PSP Corporal Tyler O’Shura (“Corporal O’Shura”) arrived on scene and
met with the two officers 100 to 125 yards “from the property.” N.T.
12/19/23, at 42. Using his binoculars, Corporal O’Shura observed Falcone
exit his residence “holding in the lower ready position what appeared to be an
AR style rifle.” Id. at 33. He watched Falcone walk around his driveway “in
a somewhat erratic manner,” search under a parked truck, and return into his
residence. Id. at 35-36. Corporal O’Shura obtained Falcone’s phone number,
set up a perimeter, and called Falcone. The officer described his conversation
with Falcone as follows:
[Corporal O’Shura]: It was all over the place. I identified myself to [Falcone] as the [PSP]. I let him know that we were outside of his residence. We wished for him to exit the residence and walk out . . . with his arms up and unarmed.

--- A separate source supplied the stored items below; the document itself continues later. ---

//! Multi-record operations.
//!
//! Each workflow validates everything it can before its first write, then
//! persists in a fixed order. `TOUCHES` lists the resources a workflow may
//! change so callers can invalidate cached reads.

pub mod booking;
pub mod checkout;
pub mod payroll;
pub mod points;
pub mod stock;

use thiserror::Error;

use salonbook_core::DomainError;

use crate::repository::RepositoryError;

pub use booking::{book_appointment, reschedule_appointment};
pub use checkout::{CheckoutReceipt, complete_appointment};
pub use payroll::{PayrollRunRequest, run_payroll};
pub use points::adjust_points;
pub use stock::adjust_stock;

#[derive(Debug, Error, Clone, PartialEq, Eq)]
pub enum WorkflowError {
    #[error(transparent)]
    Domain(#[from] DomainError),

    #[error(transparent)]
    Repository(#[from] RepositoryError),
}

pub type WorkflowResult<T> = Result<T, WorkflowError>;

[Commonwealth]: What was his response to that?
A. It was all over the place. He didn’t believe me that I was the [PSP]. I believe we had two conversations. Because after I spoke to him the first time, he hung up on me. And then it was the second phone call that I continued to explain for him my wishes of [his] coming out of the residence [with] his hands up unarmed.
And it was at this point then he told me that if anyone were to step foot on his property, that he would blow them away.
****
Q. How did you feel about that statement when [it] was made to you?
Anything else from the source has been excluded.